The vocal harmonies used throughout Karkwa’s music are really showcased in “L”acouphène”, the perfect follower to the blues of “Le bon sens”. Slightly different from the album version, it leads nicely into a crowd favourite, “Marie tu pleures”. Even after having heard the majority of the record, this performance impressed me still. Electrified and energized, it personifies the experience of live music, the feeling of being on the edge and basking in all its glory. “Le coup d’état” from Les tremblements s’immobilisent testifies once again to that feeling of being on the edgee as well, its entirety being spent on the verge of chaos. “Oublie pas” is truly a beautiful rock song, Heartfelt and with meaning, though it sounds similar to other songs of theirs, it has emotion unrivalled by any other. Nearing the end of the record, “La façade” is another driving tune with melodic synths. Finally, Karkwa Live ends with “Le vrai bonheur”. As the crowd recognizes the chords of this epic song, my doubts on using it as a closer were dissolved. It does what every ending song at a live show is aimed to do – make the audience lose all inhibitions and thank god that they’re alive.

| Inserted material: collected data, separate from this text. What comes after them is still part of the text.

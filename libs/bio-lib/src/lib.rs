//! Here is the reference for what register correspond to what functions in BIO:
//!
//! FIFO - 8-deep fifo head/tail access. Cores halt on overflow/underflow.
//! - x16 r/w  fifo[0]
//! - x17 r/w  fifo[1]
//! - x18 r/w  fifo[2]
//! - x19 r/w  fifo[3]
//!
//! Quantum - core will halt until host-configured clock divider pules occurs,
//! or an external event comes in on a host-specified GPIO pin.
//! - x20 -/w  halt to quantum
//!
//! GPIO - note clear-on-0 semantics for bit-clear for data pins!
//!   This is done so we can do a shift-and-move without an invert to
//!   bitbang a data pin. Direction retains a more "conventional" meaning
//!   where a write of `1` to either clear or set will cause the action,
//!   as pin direction toggling is less likely to be in a tight inner loop.
//!
//! - x21 r/w  write: (x26 & x21) -> gpio pins; read: gpio pins -> x21
//! - x22 -/w  (x26 & x22) -> `1` will set corresponding pin on gpio
//! - x23 -/w  (x26 & ~x23) -> `0` will clear corresponding pin on gpio
//! - x24 -/w  (x26 & x24) -> `1` will make corresponding gpio pin an output
//! - x25 -/w  (x26 & x25) -> `1` will make corresponding gpio pin an input
//! - x26 r/w  mask GPIO action outputs
//!
//! Events - operate on a shared event register. Bits [31:24] are hard-wired to FIFO
//! level flags, configured by the host; writes to bits [31:24] are ignored.
//! - x27 -/w  mask event sensitivity bits
//! - x28 -/w  `1` will set the corresponding event bit. Only [23:0] are wired up.
//! - x29 -/w  `1` will clear the corresponding event bit Only [23:0] are wired up.
//! - x30 r/-  halt until ((x27 & events) != 0), and return unmasked `events` value
//!
//! Core ID & debug:
//! - x31 r/-  [31:30] -> core ID; [29:0] -> cpu clocks since reset

pub mod av_trng;
pub mod captouch;
pub mod mac_demo;
pub mod ws2812;
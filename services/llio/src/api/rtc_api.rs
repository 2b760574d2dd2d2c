#![allow(dead_code)]
use bitflags::*;

#[derive(Debug, rkyv::Archive, rkyv::Serialize, rkyv::Deserialize, Copy, Clone)]
pub enum Weekday {
    Sunday,
    Monday,
    Tuesday,
    Wednesday,
    Thursday,
    Friday,
    Saturday,
}
impl Default for Weekday {
    fn default() -> Self { Weekday::Sunday }
}

#[derive(Debug, rkyv::Archive, rkyv::Serialize, rkyv::Deserialize)]
pub enum TimeUnits {
    Seconds,
    Minutes,
    Hours,
}

#[derive(Debug, rkyv::Archive, rkyv::Serialize, rkyv::Deserialize, Copy, Clone, Default)]
pub struct DateTime {
    pub seconds: u8,
    pub minutes: u8,
    pub hours: u8,
    pub days: u8,
    pub months: u8,
    pub years: u8,
    pub weekday: Weekday,
}

#[derive(Debug, rkyv::Archive, rkyv::Serialize, rkyv::Deserialize, Copy, Clone, Default)]
pub struct RtcSessionOffset {
    pub rtc_seconds: u64,
    pub ticktimer_ms: u64,
}

pub const BLOCKING_I2C_TIMEOUT_MS: u64 = 50;

pub const ABRTCMC_I2C_ADR: u8 = 0x68;
pub const ABRTCMC_CONTROL1: u8 = 0x00;
bitflags! {
    pub struct Control1: u8 {
        const CORRECTION_INT  = 0b0000_0001;
        const ALARM_INT       = 0b0000_0010;
        const SECONDS_INT     = 0b0000_0100;
        const HR_MODE_12      = 0b0000_1000;
        const SOFT_RESET      = 0b0001_0000;
        const STOP            = 0b0010_0000;
    }
}

pub const ABRTCMC_CONTROL2: u8 = 0x01;
bitflags! {
    pub struct Control2: u8 {
        const COUNTDOWN_B_INT = 0b0000_0001;
        const COUNTDOWN_A_INT = 0b0000_0010;
        const WATCHDOG_A_INT  = 0b0000_0100;
        const ALARM_HAPPENED  = 0b0000_1000;
        const SECONDS_HAPPENED= 0b0001_0000;
        const COUNTB_HAPPENED = 0b0010_0000;
        const COUNTA_HAPPENED = 0b0100_0000;
        const WATCHA_HAPPENED = 0b1000_0000;
    }
}

pub const ABRTCMC_CONTROL3: u8 = 0x02;
bitflags! {
    pub struct Control3: u8 {
        const BATTLOW_INT     = 0b0000_0001;
        const BATTSWITCH_INT  = 0b0000_0010;
        const BATTLOW_STAT    = 0b0000_0100;
        const BATTSW_HAPPENED = 0b0000_1000;

        const BATT_STD_BL_EN  = 0b0000_0000;
        const BATT_DIR_BL_EN  = 0b0010_0000;
        const BATT_DIS_BL_EN  = 0b0100_0000;
        const BATT_STD_BL_DIS = 0b1000_0000;
        const BATT_DIR_BL_DIS = 0b1010_0000;
        const BATT_DI_BL_DIS  = 0b1110_0000;
    }
}

pub const ABRTCMC_SECONDS: u8 = 0x3;
bitflags! {
    pub struct Seconds: u8 {
        const SECONDS_BCD    = 0b0111_1111;
        const CORRUPTED      = 0b1000_0000;
    }
}

pub const ABRTCMC_MINUTES: u8 = 0x4;
// no bitflags, minutes are BCD whole register

pub const ABRTCMC_HOURS: u8 = 0x5;
bitflags! {
    pub struct Hours: u8 {
        const HR12_HOURS_BCD = 0b0001_1111;
        const HR12_PM_FLAG   = 0b0010_0000;
        const HR24_HOURS_BCD = 0b0011_1111;
    }
}

pub const ABRTCMC_DAYS: u8 = 0x6;
// no bitflags, days are BCD whole register

pub const ABRTCMC_WEEKDAYS: u8 = 0x7;
bitflags! {
    pub struct Weekdays: u8 {
        const SUNDAY   = 0b000;
        const MONDAY   = 0b001;
        const TUESDAY  = 0b010;
        const WEDNESDAY= 0b011;
        const THURSDAY = 0b100;
        const FRIDAY   = 0b101;
        const SATURDAY = 0b110;
    }
}

pub const ABRTCMC_MONTHS: u8 = 0x8;
bitflags! {
    pub struct Months: u8 { // BCD "months"
        const JANUARY      = 0b0_0001;
        const FEBRUARY     = 0b0_0010;
        const MARCH        = 0b0_0011;
        const APRIL        = 0b0_0100;
        const MAY          = 0b0_0101;
        const JUNE         = 0b0_0110;
        const JULY         = 0b0_0111;
        const AUGUST       = 0b0_1000;
        const SEPTEMBER    = 0b0_1001;
        const OCTOBER      = 0b1_0000;
        const NOVEMBER     = 0b1_0001;
        const DECEMBER     = 0b1_0010;
    }
}

pub const ABRTCMC_YEARS: u8 = 0x9;
// no bitflags, years are 00-99 in BCD format

pub const ABRTCMC_MINUTE_ALARM: u8 = 0xA;
pub const ABRTCMC_HOUR_ALARM: u8 = 0xB;
pub const ABRTCMC_DAY_ALARM: u8 = 0xC;
pub const ABRTCMC_WEEKDAY_ALARM: u8 = 0xD;
bitflags! {
    pub struct Alarm: u8 {
        const ENABLE    = 0b1000_0000;
        // all others code minute/hour/day/weekday in BCD LSBs
        const HR12_PM_FLAG    = 0b0010_0000; // only used in hours alarm, 12-hour mode
    }
}

pub const ABRTCMC_CONFIG: u8 = 0xF;
bitflags! {
    pub struct Config: u8 {
        const TIMER_B_ENABLE   = 0b0000_0001;
        const TIMER_A_WATCHDOG = 0b0000_0100;
        const TIMER_A_COUNTDWN = 0b0000_0010;
        const TIMER_A_DISABLE  = 0b0000_0000;
        const TIMER_A_DISABLE2 = 0b0000_0110;

        const CLKOUT_32768_HZ  = 0b0000_0000;
        const CLKOUT_16384_HZ  = 0b0000_1000;
        const CLKOUT_8192_HZ   = 0b0001_0000;
        const CLKOUT_4096_HZ   = 0b0001_1000;
        const CLKOUT_1024_HZ   = 0b0010_0000;
        const CLKOUT_32_HZ     = 0b0010_1000;
        const CLKOUT_1_HZ      = 0b0011_0000;
        const CLKOUT_DISABLE   = 0b0011_1000;

        const TIMERB_INT_PULSED = 0b0100_0000;
        const TIMERA_SECONDS_INT_PULSED = 0b1000_0000;
    }
}

pub const ABRTCMC_TIMERA_CLK: u8 = 0x10;
pub const ABRTCMC_TIMERB_CLK: u8 = 0x12;
bitflags! {
    pub struct TimerClk: u8 {
        const CLK_3600_S  = 0b0000_0100;
        const CLK_60_S    = 0b0000_0011;
        const CLK_1_S     = 0b0000_0010;
        const CLK_64_HZ   = 0b0000_0001;  // 15.625ms
        const CLK_4096_HZ = 0b0000_0000;  // 0.2441ms

        const PULSE_46_MS  = 0b0000_0000;
        const PULSE_62_MS  = 0b0001_0000;
        const PULSE_78_MS  = 0b0010_0000;
        const PULSE_93_MS  = 0b0011_0000;
        const PULSE_125_MS = 0b0100_0000;
        const PULSE_156_MS = 0b0101_0000;
        const PULSE_187_MS = 0b0110_0000;
        const PULSE_218_MS = 0b0111_0000;
    }
}

pub const ABRTCMC_TIMERA: u8 = 0x11;
// no bitflags, register is timer period in seconds, and the period is N / (source clock frequency)
pub const ABRTCMC_TIMERB: u8 = 0x13;
// no bitflags, register is timer period in seconds, and the period is N / (source clock frequency)

/// This function takes the raw &[u8] as returned by the RTC I2C low level read function
/// and converts it to a number of seconds. All hardware RTC readings are based off of the
/// BCD equivalent of Jan 1 2000, 00:00:00, but keep in mind this is just an internal representation.
/// We turn this into a u64 number of seconds because what we really want out of the hardware RTC
/// is _just_ a count of seconds from some arbitrary but fixed start point, that we anchor through other
/// algorithms to UTC.
pub fn rtc_to_seconds(settings: &[u8]) -> Option<u64> {
    const CTL3: usize = 0;
    const SECS: usize = 1;
    const MINS: usize = 2;
    const HOURS: usize = 3;
    const DAYS: usize = 4;
    // note 5 is skipped - this is weekdays, and is unused
    const MONTHS: usize = 6;
    const YEARS: usize = 7;
    if ((settings[CTL3] & 0xE0) != crate::RTC_PWR_MODE) // power switchover setting should be initialized
    || (settings[SECS] & 0x80 != 0) { // clock integrity should be guaranteed
        log::error!("RTC is in an uninitialized state!, {:?}", settings);
        return None;
    }
    // this is a secondary check -- I have seen RTC return non-sensical time results before
    // so this is an extra check above and beyond what's in the datasheet
    if (to_binary(settings[SECS]) > 59)
    || (to_binary(settings[MINS]) > 59)
    || (to_binary(settings[HOURS]) > 23) // 24 hour mode is default and assumed
    || (to_binary(settings[DAYS]) > 31) || (to_binary(settings[DAYS]) == 0)
    || (to_binary(settings[MONTHS]) > 12) || (to_binary(settings[MONTHS]) == 0)
    || (to_binary(settings[YEARS]) > 99) {
        log::error!("RTC has invalid digits!");
        return None;
    }
    let mut total_secs: u64 = 0;
    total_secs += to_binary(settings[SECS]) as u64;
    total_secs += to_binary(settings[MINS]) as u64 * 60;
    total_secs += to_binary(settings[HOURS]) as u64 * 3600;
    const SECS_PER_DAY: u64 = 86400;
    // DAYS is checked to be 1-31, so, it's safe to subtract 1 here
    total_secs += (to_binary(settings[DAYS]) as u64 - 1) * SECS_PER_DAY;
    // this will iterate from 0 through 11; december never has an offset added, because its contribution is directly measured in DAYS
    for month in 0..to_binary(settings[MONTHS]) {
        match month {
            0 => total_secs += 0u64,
            1 => total_secs += 31u64 * SECS_PER_DAY,
            2 => {
                // per spec sheet: 1) If the year counter contains a value which is exactly divisible by 4 (including the year 00),
                // the AB-RTCMC-32.768kHz-B5ZE-S3 compensates for leap years by adding a 29th day to February.
                if (to_binary(settings[YEARS]) % 4) == 0 {
                    total_secs += 29u64 * SECS_PER_DAY;
                } else {
                    total_secs += 28u64 * SECS_PER_DAY;
                };
            },
            3 => total_secs += 31u64 * SECS_PER_DAY,
            4 => total_secs += 30u64 * SECS_PER_DAY,
            5 => total_secs += 31u64 * SECS_PER_DAY,
            6 => total_secs += 30u64 * SECS_PER_DAY,
            7 => total_secs += 31u64 * SECS_PER_DAY,
            8 => total_secs += 31u64 * SECS_PER_DAY,
            9 => total_secs += 30u64 * SECS_PER_DAY,
            10 => total_secs += 31u64 * SECS_PER_DAY,
            11 => total_secs += 30u64 * SECS_PER_DAY,
            // December shoud never be encountered in this loop since it's right-exclusive
            _ => panic!("RTC code has an internal error, months encountered an 'impossible' value"),
        }
    }
    // figure out what the last round multiple of leap years was before the current time
    let last_leap = (to_binary(settings[YEARS]) - to_binary(settings[YEARS]) % 4) as u64;
    // now add the contributions of all these prior years
    total_secs += (last_leap / 4) * (365 * 3 + 366) * SECS_PER_DAY;
    // now add the contributions of any years since the last round multiple of leap years
    if to_binary(settings[YEARS]) % 4 != 0 {
        // account for the leap year
        total_secs += 366 * SECS_PER_DAY;
        // now account for successive years
        total_secs += 365 * (((to_binary(settings[YEARS]) % 4) - 1) as u64) * SECS_PER_DAY;
    }
    Some(total_secs)
}

fn to_binary(bcd: u8) -> u8 {
    (bcd & 0xf) + ((bcd >> 4) * 10)
}
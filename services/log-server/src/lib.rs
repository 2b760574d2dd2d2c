#![cfg_attr(target_os = "none", no_std)]
use core::fmt::Write;
use core::sync::atomic::{AtomicBool, Ordering};
use num_traits::ToPrimitive;
use xous_ipc::Buffer;

pub mod api;
mod cursor;

#[derive(Debug)]
pub enum LogError {
    LoggerExists,
    NoConnection,
}

static XOUS_LOGGER: XousLogger = XousLogger {
    locked: AtomicBool::new(false),
};

struct XousLogger {
    locked: AtomicBool,
}

const BUFFER_SIZE: usize = 4096;
static mut XOUS_LOGGER_BACKING: Option<XousLoggerBacking> = None;

struct XousLoggerBacking<'a> {
    conn: xous::CID,
    buffer: Buffer<'a>,
}

impl<'a> XousLoggerBacking<'a> {
    pub fn new() -> Result<Self, xous::Error> {
        Ok(XousLoggerBacking {
            conn: xous::connect(xous::SID::from_bytes(b"xous-log-server ").unwrap())?,
            buffer: Buffer::new(BUFFER_SIZE),
        })
    }
}

impl Default for XousLoggerBacking<'_> {
    fn default() -> Self {
        XousLoggerBacking {
            conn: xous::connect(xous::SID::from_bytes(b"xous-log-server ").unwrap()).unwrap(),
            buffer: Buffer::new(BUFFER_SIZE),
        }
    }
}

impl XousLoggerBacking<'_> {
    fn log_impl(&mut self, record: &log::Record) {
        {
            assert!(core::mem::size_of::<api::LogRecord>() < BUFFER_SIZE);
            let log_record = unsafe { &mut *(self.buffer.as_mut_ptr() as *mut api::LogRecord) };

            log_record.line = record.line();
            log_record.level = record.level() as u32;

            let file = record.file().unwrap_or_default().as_bytes();
            log_record.file_length = file.len() as u32;
            for (dest, src) in log_record.file.iter_mut().zip(file) {
                *dest = *src;
            }

            let module = record.module_path().unwrap_or_default().as_bytes();
            log_record.module_length = module.len() as u32;
            for (dest, src) in log_record.module.iter_mut().zip(module) {
                *dest = *src;
            }

            let mut wrapper = cursor::BufferWrapper::new(&mut log_record.args);
            write!(wrapper, "{}", record.args()).ok(); // truncate if error
            log_record.args_length = wrapper.len() as u32;
        }

        self.buffer
            .lend(self.conn, crate::api::Opcode::LogRecord.to_u32().unwrap())
            .unwrap();
    }
    fn resume(&self) {
        xous::send_message(
            self.conn,
            xous::Message::new_scalar(2000, 0, 0, 0, 0), // logger is one of the few servers that uses special, non-encoded message IDs.
        )
        .expect("couldn't send resume message to the logger implementation");
    }
}

impl log::Log for XousLogger {
    fn enabled(&self, _metadata: &log::Metadata) -> bool {
        true
    }

    fn log(&self, record: &log::Record) {
        while self
            .locked
            .compare_exchange(false, true, Ordering::SeqCst, Ordering::Acquire)
            .is_err()
        {
            xous::yield_slice();
        }

        if unsafe { XOUS_LOGGER_BACKING.is_none() } {
            unsafe { XOUS_LOGGER_BACKING = Some(XousLoggerBacking::default()) };
        }
        unsafe { XOUS_LOGGER_BACKING.as_mut().unwrap().log_impl(record) };
        self.locked
            .compare_exchange(true, false, Ordering::SeqCst, Ordering::Acquire)
            .expect("LOG: logger became unlocked somehow");
    }
    fn flush(&self) {}
}

pub fn init() -> Result<(), LogError> {
    if let Ok(backing) = XousLoggerBacking::new() {
        unsafe {
            XOUS_LOGGER_BACKING = Some(backing);
        }
        log::set_logger(&XOUS_LOGGER).map_err(|_| LogError::LoggerExists)?;
        log::set_max_level(log::LevelFilter::Info);
        Ok(())
    } else {
        Err(LogError::NoConnection)
    }
}

pub fn init_wait() -> Result<(), log::SetLoggerError> {
    loop {
        if let Ok(backing) = XousLoggerBacking::new() {
            unsafe {
                XOUS_LOGGER_BACKING = Some(backing);
                break;
            }
        }
        xous::yield_slice();
    }
    log::set_logger(&XOUS_LOGGER)?;
    log::set_max_level(log::LevelFilter::Info);
    Ok(())
}

pub fn resume() {
    unsafe { XOUS_LOGGER_BACKING.as_mut().unwrap().resume() };
}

Upon the announcement of this live album came the news that Karkwa would be on an official hiatus. Although very bittersweet for fans especially given that the band’s last album was their most successful, this Karkwa Live is a wonderful gift, to those who’ve been with the band since 1998 and to those who’ve just discovered their talent. Just as it began, it ends. I can sum the album up by saying just this – you know a live record is special when you find yourself, eyes closed, cheering with the crowd, and singing along to words you don’t know with both your voice and your mind.